*EXERCISE OBJECTIVE*:
Which of the lines in the records below hold the string "side"? Copy every one of them.

*INFORMATION GIVEN*:
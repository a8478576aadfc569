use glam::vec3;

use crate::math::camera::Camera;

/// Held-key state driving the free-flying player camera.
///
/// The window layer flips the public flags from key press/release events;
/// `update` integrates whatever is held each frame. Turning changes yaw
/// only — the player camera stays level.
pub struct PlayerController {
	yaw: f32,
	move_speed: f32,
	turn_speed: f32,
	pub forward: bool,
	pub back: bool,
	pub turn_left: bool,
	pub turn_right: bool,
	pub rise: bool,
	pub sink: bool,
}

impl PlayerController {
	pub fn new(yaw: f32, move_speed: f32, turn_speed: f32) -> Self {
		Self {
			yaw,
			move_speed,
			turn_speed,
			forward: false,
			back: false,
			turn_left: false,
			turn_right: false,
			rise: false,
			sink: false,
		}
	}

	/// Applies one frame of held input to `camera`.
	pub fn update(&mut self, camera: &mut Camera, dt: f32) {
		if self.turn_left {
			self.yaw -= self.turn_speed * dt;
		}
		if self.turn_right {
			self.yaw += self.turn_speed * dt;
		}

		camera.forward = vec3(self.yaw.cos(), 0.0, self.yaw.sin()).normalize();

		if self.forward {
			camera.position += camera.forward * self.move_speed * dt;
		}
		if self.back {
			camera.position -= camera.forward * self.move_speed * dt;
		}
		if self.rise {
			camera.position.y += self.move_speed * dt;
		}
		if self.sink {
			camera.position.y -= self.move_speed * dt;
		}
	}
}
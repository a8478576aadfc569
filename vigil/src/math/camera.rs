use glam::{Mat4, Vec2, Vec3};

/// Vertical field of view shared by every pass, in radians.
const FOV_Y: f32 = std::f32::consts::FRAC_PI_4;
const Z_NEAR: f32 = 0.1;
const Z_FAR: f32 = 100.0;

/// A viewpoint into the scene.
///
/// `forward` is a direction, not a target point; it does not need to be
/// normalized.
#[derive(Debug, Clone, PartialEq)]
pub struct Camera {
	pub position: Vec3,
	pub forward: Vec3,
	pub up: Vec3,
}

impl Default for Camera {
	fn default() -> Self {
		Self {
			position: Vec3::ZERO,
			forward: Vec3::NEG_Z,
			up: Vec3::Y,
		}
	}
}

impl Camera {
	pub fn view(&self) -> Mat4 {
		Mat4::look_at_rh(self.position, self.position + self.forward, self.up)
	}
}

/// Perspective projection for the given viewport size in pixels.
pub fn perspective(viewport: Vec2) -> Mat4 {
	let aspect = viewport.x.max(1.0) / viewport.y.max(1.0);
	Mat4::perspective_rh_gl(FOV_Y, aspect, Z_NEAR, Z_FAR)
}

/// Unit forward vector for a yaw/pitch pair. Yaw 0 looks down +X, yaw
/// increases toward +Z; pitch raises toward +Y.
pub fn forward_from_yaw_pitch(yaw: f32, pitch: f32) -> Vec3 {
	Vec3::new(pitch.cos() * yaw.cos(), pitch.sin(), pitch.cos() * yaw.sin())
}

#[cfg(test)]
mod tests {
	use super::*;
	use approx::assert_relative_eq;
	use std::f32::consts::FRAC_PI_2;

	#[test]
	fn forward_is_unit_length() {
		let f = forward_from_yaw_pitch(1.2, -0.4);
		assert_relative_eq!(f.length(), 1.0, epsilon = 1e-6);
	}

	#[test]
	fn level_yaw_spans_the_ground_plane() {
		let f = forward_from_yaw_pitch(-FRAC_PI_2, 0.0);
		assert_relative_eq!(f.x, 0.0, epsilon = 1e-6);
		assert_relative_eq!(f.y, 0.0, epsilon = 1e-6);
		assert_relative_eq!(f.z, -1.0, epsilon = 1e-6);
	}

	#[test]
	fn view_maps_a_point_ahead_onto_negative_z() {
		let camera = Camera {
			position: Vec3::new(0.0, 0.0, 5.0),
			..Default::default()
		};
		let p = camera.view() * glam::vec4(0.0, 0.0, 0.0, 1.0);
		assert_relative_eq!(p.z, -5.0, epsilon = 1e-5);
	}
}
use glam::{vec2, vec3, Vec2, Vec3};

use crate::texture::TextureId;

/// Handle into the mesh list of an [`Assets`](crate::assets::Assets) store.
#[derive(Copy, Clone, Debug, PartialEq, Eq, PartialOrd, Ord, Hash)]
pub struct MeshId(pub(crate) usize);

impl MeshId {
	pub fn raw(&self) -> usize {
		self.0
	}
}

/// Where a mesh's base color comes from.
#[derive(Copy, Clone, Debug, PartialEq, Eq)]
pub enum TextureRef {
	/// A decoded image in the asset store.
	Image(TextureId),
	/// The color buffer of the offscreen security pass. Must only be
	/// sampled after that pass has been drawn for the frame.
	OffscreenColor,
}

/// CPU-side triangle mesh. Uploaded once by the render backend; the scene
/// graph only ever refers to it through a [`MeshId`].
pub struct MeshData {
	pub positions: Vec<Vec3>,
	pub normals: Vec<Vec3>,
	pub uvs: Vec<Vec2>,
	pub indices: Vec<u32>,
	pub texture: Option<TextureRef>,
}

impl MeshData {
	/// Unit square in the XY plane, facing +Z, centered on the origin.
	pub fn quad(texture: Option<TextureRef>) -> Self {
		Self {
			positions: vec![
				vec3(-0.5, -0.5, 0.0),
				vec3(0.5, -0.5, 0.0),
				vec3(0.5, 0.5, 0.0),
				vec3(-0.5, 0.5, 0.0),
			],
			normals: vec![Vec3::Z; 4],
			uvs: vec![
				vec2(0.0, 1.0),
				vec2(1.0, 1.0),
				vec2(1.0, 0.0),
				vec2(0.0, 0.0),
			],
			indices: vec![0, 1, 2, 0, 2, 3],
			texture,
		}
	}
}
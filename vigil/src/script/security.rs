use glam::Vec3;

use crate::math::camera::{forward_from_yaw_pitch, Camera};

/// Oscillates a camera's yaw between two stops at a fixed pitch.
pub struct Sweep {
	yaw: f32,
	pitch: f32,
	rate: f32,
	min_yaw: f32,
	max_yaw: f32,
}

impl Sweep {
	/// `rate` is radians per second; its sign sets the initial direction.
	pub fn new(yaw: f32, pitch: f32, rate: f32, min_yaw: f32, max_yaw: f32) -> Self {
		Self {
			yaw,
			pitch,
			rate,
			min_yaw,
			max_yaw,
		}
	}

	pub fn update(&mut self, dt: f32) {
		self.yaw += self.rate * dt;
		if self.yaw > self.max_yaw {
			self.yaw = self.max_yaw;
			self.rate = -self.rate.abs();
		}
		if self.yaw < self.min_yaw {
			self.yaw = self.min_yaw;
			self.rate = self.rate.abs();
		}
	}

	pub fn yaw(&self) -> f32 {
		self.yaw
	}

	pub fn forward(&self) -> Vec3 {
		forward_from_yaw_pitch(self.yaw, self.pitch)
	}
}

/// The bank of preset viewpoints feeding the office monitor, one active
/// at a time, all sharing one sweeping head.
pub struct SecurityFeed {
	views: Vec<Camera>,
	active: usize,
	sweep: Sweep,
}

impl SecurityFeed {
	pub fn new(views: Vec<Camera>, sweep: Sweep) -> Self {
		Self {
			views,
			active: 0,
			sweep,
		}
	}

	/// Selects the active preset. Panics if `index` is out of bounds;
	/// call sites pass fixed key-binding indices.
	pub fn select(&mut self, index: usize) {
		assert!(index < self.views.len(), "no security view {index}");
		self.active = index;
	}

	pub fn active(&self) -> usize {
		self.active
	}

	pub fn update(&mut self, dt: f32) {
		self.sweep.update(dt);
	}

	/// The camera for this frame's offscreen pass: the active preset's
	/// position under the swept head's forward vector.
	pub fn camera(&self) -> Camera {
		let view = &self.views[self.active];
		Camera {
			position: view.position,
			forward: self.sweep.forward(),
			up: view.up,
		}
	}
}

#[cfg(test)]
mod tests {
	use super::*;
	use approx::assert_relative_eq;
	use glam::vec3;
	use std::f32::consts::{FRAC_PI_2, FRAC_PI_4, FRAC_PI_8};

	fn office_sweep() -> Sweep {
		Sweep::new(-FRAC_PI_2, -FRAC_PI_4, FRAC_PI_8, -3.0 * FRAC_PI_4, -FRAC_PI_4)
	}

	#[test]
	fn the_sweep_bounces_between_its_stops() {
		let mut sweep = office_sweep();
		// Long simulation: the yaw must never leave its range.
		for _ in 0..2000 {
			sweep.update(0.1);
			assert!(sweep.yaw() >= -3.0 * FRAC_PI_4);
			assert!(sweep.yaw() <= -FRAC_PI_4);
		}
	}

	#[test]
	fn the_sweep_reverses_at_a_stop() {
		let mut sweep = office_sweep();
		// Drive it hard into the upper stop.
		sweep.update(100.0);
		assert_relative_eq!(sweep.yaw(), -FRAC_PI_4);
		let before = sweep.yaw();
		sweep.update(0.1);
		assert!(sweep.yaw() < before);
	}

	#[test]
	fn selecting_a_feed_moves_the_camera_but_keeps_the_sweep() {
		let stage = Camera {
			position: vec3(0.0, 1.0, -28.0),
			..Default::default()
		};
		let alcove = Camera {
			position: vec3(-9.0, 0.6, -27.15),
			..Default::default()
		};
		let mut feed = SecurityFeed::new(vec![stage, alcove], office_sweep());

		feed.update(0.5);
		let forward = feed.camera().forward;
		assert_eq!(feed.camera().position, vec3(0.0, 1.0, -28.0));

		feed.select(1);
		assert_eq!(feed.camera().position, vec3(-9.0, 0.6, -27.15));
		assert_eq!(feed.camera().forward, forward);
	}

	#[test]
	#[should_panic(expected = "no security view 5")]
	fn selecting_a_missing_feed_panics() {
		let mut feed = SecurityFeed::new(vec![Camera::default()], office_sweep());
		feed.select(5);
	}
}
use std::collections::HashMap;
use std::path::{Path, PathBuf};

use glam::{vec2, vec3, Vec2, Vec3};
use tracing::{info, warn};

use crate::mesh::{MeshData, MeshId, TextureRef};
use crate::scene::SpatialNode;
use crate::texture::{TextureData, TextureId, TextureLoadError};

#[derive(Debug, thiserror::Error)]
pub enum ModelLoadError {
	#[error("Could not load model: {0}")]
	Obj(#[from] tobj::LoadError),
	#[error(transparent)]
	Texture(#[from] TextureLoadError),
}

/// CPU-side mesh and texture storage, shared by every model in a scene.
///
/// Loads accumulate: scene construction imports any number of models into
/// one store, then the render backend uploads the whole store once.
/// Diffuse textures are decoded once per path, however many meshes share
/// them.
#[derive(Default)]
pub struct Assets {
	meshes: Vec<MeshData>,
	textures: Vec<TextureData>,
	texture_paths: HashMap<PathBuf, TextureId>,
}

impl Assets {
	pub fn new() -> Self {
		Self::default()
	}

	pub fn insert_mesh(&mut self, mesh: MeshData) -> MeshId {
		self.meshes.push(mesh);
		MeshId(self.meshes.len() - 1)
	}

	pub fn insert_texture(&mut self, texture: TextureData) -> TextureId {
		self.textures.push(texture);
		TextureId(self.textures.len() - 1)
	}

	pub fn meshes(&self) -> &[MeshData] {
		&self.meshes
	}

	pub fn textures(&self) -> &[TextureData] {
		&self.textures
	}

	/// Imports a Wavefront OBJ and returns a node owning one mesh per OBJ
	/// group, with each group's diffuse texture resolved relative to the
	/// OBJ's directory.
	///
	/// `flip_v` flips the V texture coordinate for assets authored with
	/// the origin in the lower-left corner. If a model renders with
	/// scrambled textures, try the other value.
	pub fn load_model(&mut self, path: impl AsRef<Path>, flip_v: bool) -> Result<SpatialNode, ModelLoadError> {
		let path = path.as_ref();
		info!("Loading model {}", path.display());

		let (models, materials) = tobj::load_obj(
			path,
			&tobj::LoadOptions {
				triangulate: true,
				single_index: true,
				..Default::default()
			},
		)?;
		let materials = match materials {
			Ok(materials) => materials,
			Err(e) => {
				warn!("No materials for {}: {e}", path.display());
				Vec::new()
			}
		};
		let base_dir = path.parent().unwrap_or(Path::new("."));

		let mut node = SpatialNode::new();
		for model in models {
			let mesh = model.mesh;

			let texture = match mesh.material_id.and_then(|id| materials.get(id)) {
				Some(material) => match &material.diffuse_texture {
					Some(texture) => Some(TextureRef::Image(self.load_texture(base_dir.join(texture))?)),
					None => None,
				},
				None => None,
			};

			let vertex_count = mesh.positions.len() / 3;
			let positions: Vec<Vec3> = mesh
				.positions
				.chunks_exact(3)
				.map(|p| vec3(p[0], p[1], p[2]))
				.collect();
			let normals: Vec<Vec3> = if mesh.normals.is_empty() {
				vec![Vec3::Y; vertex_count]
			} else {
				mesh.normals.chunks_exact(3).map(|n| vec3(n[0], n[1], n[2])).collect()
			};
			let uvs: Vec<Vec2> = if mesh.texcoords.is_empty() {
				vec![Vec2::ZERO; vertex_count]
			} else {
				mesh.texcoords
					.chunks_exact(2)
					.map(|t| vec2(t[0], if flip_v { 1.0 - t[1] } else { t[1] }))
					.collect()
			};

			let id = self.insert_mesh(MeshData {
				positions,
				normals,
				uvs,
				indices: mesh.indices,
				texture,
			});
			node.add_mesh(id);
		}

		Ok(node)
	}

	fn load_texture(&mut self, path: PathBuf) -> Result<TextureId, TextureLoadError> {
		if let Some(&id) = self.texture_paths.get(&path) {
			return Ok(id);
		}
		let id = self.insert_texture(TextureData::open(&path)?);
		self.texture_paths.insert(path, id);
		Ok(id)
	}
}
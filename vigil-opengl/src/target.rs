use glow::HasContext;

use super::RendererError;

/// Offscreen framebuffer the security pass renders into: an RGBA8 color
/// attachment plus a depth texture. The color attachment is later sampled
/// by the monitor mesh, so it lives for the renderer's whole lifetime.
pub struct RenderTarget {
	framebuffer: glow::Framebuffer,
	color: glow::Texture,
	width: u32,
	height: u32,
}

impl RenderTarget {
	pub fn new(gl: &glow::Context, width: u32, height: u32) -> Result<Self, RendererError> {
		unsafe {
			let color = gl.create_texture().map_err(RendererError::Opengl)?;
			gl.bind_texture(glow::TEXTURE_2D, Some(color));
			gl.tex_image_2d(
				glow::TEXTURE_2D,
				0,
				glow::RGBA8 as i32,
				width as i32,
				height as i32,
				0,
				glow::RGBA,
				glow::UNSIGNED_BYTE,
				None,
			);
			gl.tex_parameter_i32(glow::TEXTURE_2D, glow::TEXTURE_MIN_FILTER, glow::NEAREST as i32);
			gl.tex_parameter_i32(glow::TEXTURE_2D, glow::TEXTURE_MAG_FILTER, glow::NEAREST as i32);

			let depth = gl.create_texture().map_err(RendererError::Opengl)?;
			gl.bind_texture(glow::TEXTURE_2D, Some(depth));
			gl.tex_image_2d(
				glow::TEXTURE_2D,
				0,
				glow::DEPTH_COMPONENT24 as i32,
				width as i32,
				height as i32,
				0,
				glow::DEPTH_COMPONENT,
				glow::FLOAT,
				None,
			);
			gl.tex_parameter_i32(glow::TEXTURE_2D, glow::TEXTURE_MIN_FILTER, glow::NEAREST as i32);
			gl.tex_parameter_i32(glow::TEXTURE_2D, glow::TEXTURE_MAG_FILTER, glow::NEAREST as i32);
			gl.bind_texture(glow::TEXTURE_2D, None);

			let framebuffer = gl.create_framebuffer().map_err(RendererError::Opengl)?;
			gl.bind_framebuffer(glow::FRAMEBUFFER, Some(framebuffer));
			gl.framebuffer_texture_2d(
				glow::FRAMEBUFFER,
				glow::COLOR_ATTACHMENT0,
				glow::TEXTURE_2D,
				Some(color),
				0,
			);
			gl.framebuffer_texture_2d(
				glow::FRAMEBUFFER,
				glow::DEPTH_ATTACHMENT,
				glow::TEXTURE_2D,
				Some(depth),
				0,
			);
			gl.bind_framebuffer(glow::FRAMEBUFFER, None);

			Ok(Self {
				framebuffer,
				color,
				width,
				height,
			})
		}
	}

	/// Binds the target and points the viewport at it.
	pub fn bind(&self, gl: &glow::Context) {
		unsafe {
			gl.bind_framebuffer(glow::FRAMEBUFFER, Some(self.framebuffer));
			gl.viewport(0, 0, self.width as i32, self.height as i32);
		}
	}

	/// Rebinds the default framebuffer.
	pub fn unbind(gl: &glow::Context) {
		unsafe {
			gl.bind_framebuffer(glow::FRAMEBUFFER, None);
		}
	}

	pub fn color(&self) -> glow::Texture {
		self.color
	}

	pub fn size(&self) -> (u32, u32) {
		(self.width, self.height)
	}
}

*SOLVED EXERCISE*:
/// CPU-side triangle mesh. Uploaded once by the render backend; the scene
/// CPU-side mesh and texture storage, shared by every model in a scene.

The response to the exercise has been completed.